Review

Review: Home Is An Island: A Writer’s Tribute to the Islands of Aotearoa New Zealand

Reviewed by Alison Ballance


Home Is An Island is a writer's tribute to the islands of Aotearoa New Zealand.

Home Is An Island is exactly what the subtitle says: a writer’s tribute to the islands of Aotearoa New Zealand. Author Neville Peat is a Dunedin-based award-winning non-fiction writer with some 40 books to his name, along with plenty of other publications, on subjects covering history, natural history, geography and biography.

After half a century in the writing business, Peat is taking a good long look in the rear vision mirror, revisiting in words some of the many places he has experienced since the late 1960s. The journeys span the tropics to the ice. A love of sailing and the sea took a youthful Peat to Stewart Island/Rakiura and the Chatham Islands/Rēkohu.

His early career saw him move from newspaper reporter to in-house journalist at Scott Base, on Ross Island in Antarctica. A role with New Zealand’s Official Development Assistance programme saw him near the equator recording stories from Tokelau, our furthest and most tropical outpost. A long association with the Department of Conservation led to later visits to island nature sanctuaries such as Tiritiri Matangi, Kāpiti and subantarctic Enderby Island in the Auckland Islands group. The result of a long-standing gig as on-board lecturer on cruise ships visiting Fiordland bears fruit in musings on island-studded Tamatea/Dusky Sound.

Home Is An Island is a collection of essays and stories that the front cover blurb describes as a “narrative of place and belonging.” The connecting theme of the book is islands, which Peat writes “induce powerful emotions, commonly an aching attachment.” He muses on differing perspectives, on how landlubbers “tend to characterise islands as smallish parcels of land separate from mainlands,” while mariners “are more likely to regard the sea as a connecting force rather than an isolating or estranging one.” As the book progresses from his four early experiences, grouped together as New Worlds, to his later conservation-leaning Wild Isles, Peat guides us through the various histories, both human and natural, that define each of his chosen islands.

There are a few first-person tales, including the gripping Thin Ice, in which Peat shares the white-knuckle experience of dog-sledging on the sea ice in Antarctica. Returning to Scott Base on a warm day and despite their caution, Peat and his fellow sledgers found themselves on some very thin ice indeed. One man fell through the slushy ice into the freezing water beneath and it took team work by the other two men and huskies – and some luck – to haul him to safety.
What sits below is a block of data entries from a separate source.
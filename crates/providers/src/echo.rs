//! Local provider that streams the last user message back.
//!
//! Used by `palaver run` when no vendor provider is registered, so the
//! whole turn pipeline can be exercised offline.

use pv_domain::error::Result;
use pv_domain::stream::{BoxStream, StreamEvent, Usage};
use pv_domain::tool::Role;

use crate::traits::{ChatRequest, LlmProvider};

pub struct EchoProvider {
    id: String,
}

impl EchoProvider {
    pub const DEFAULT_MODEL: &'static str = "echo-1";

    pub fn new(id: impl Into<String>) -> Self {
        Self { id: id.into() }
    }
}

#[async_trait::async_trait]
impl LlmProvider for EchoProvider {
    async fn chat_stream(
        &self,
        req: ChatRequest,
    ) -> Result<BoxStream<'static, Result<StreamEvent>>> {
        let prompt_tokens: usize = req
            .messages
            .iter()
            .map(|m| m.content.text().unwrap_or_default().split_whitespace().count())
            .sum();
        let reply = req
            .messages
            .iter()
            .rev()
            .find(|m| m.role == Role::User)
            .and_then(|m| m.content.text())
            .unwrap_or_default()
            .to_string();
        let reply = if reply.trim().is_empty() {
            "(nothing to echo)".to_string()
        } else {
            reply
        };

        let stream = async_stream::stream! {
            let mut completion_tokens = 0u32;
            for word in reply.split_inclusive(' ') {
                completion_tokens += 1;
                yield Ok(StreamEvent::Token { text: word.to_string() });
            }
            let prompt_tokens = prompt_tokens as u32;
            yield Ok(StreamEvent::Done {
                usage: Some(Usage {
                    prompt_tokens,
                    completion_tokens,
                    total_tokens: prompt_tokens + completion_tokens,
                }),
                finish_reason: Some("stop".into()),
            });
        };

        Ok(Box::pin(stream))
    }

    fn provider_id(&self) -> &str {
        &self.id
    }

    fn default_model(&self) -> &str {
        Self::DEFAULT_MODEL
    }
}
But the book is less memoir and more guide book, an intimate front row seat to Peat in lecturer mode. He writes of nature, early Māori histories, early European exploits and later day rangers and conservationists. We hear, for example, of the building of the first European boat in New Zealand, in Tamatea/Dusky Sound. Of the crayfish boom on 1960s Chatham Islands. Of lighthouse keepers turned island caretakers and restorers, Ray and Barbara Walters.
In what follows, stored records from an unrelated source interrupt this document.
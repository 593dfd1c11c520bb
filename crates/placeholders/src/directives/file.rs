use std::sync::Arc;

use async_trait::async_trait;

use pv_domain::capability::{FileStore, Transcriber};
use pv_domain::config::ErrorPolicy;
use pv_domain::error::{Error, Result};
use pv_domain::provenance::Source;

use crate::args::ArgMap;
use crate::directive::{optional, required, Directive, DirectiveOutput, ResolveContext};
use crate::injection::format_file_section;
use crate::truncation::truncate_inline;

/// `{{#file id=... bucket=... label=...}}`: inline a stored file, scoped to
/// the caller's organisation.  Audio is transcribed first.
pub struct FileDirective {
    files: Arc<dyn FileStore>,
    transcriber: Option<Arc<dyn Transcriber>>,
    default_bucket: String,
    max_inline_chars: usize,
}

impl FileDirective {
    pub fn new(
        files: Arc<dyn FileStore>,
        transcriber: Option<Arc<dyn Transcriber>>,
        default_bucket: impl Into<String>,
        max_inline_chars: usize,
    ) -> Self {
        Self {
            files,
            transcriber,
            default_bucket: default_bucket.into(),
            max_inline_chars,
        }
    }
}

#[async_trait]
impl Directive for FileDirective {
    fn name(&self) -> &str {
        "file"
    }

    fn default_policy(&self) -> ErrorPolicy {
        ErrorPolicy::DegradeToEmpty
    }

    async fn resolve(
        &self,
        _raw: &str,
        args: &ArgMap,
        ctx: &ResolveContext,
    ) -> Result<DirectiveOutput> {
        let id = required(args, "file", "id")?;
        let bucket = optional(args, "bucket").unwrap_or_else(|| self.default_bucket.clone());

        let file = self
            .files
            .fetch_file(&id, &bucket, ctx.organisation_id.as_deref())
            .await?;

        let text = if file.is_audio() {
            let transcriber = self.transcriber.as_ref().ok_or_else(|| {
                Error::Validation(format!("file {id} is audio but no transcriber is configured"))
            })?;
            transcriber.transcribe(&file).await?
        } else {
            String::from_utf8_lossy(&file.bytes).into_owned()
        };

        let label = optional(args, "label").unwrap_or_else(|| file.name.clone());
        let (content, truncated) = truncate_inline(&text, self.max_inline_chars);

        let mut source = Source::new("file", &label).with_id(&file.id);
        if let Some(url) = &file.url {
            source = source.with_url(url);
        }

        Ok(
            DirectiveOutput::content(format_file_section(&label, &content, text.len(), truncated))
                .with_sources(vec![source]),
        )
    }
}

#[cfg(test)]
mod tests {
    use pv_domain::capability::StoredFile;

    use super::*;
    use crate::args::parse_arg_body;

    struct Files;

    #[async_trait]
    impl FileStore for Files {
        async fn fetch_file(
            &self,
            id: &str,
            bucket: &str,
            organisation_id: Option<&str>,
        ) -> Result<StoredFile> {
            if organisation_id != Some("org-a") {
                return Err(Error::not_found("file", id));
            }
            let (name, mime, bytes) = match id {
                "memo" => ("memo.txt", "text/plain", format!("memo in {bucket}").into_bytes()),
                "call" => ("call.mp3", "audio/mpeg", vec![0u8; 4]),
                _ => return Err(Error::not_found("file", id)),
            };
            Ok(StoredFile {
                id: id.into(),
                name: name.into(),
                mime_type: mime.into(),
                bytes,
                url: None,
            })
        }
    }

    struct Transcripts;

    #[async_trait]
    impl Transcriber for Transcripts {
        async fn transcribe(&self, file: &StoredFile) -> Result<String> {
            Ok(format!("transcript of {}", file.name))
        }
    }

    fn ctx() -> ResolveContext {
        ResolveContext {
            organisation_id: Some("org-a".into()),
            ..Default::default()
        }
    }

    #[tokio::test]
    async fn inlines_text_file() {
        let d = FileDirective::new(Arc::new(Files), None, "files", 1000);
        let out = d.resolve("", &parse_arg_body("id=memo"), &ctx()).await.unwrap();
        assert!(out.content.contains("=== FILE: memo.txt ==="));
        assert!(out.content.contains("memo in files"));
        assert_eq!(out.sources[0].kind, "file");
        assert_eq!(out.sources[0].id.as_deref(), Some("memo"));
    }

    #[tokio::test]
    async fn custom_bucket_and_label() {
        let d = FileDirective::new(Arc::new(Files), None, "files", 1000);
        let out = d
            .resolve("", &parse_arg_body(r#"id=memo bucket=archive label="Q3 memo""#), &ctx())
            .await
            .unwrap();
        assert!(out.content.contains("memo in archive"));
        assert_eq!(out.sources[0].label, "Q3 memo");
    }

    #[tokio::test]
    async fn audio_is_transcribed() {
        let d = FileDirective::new(Arc::new(Files), Some(Arc::new(Transcripts)), "files", 1000);
        let out = d.resolve("", &parse_arg_body("id=call"), &ctx()).await.unwrap();
        assert!(out.content.contains("transcript of call.mp3"));
    }

    #[tokio::test]
    async fn audio_without_transcriber_fails() {
        let d = FileDirective::new(Arc::new(Files), None, "files", 1000);
        assert!(d.resolve("", &parse_arg_body("id=call"), &ctx()).await.is_err());
    }

    #[tokio::test]
    async fn other_organisation_cannot_read() {
        let d = FileDirective::new(Arc::new(Files), None, "files", 1000);
        let err = d
            .resolve("", &parse_arg_body("id=memo"), &ResolveContext::default())
            .await
            .unwrap_err();
        assert!(matches!(err, Error::NotFound { kind: "file", .. }));
    }
}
Peat has a strong sense of perspective, of then and now, and he also shares his thoughts on how he’d like to see conservation evolve in the future, such as better marine protection to link the sea more strongly to nearby protected islands. He is great company; knowledgeable, erudite and he spins a good yarn. So, if you’re planning to visit – either in person or from the virtual comfort of your sofa – the places that Peat writes off, then I highly recommend you read this book. It’ll be like having your own personal tour guide with you, giving plenty of insights into these islands we call home.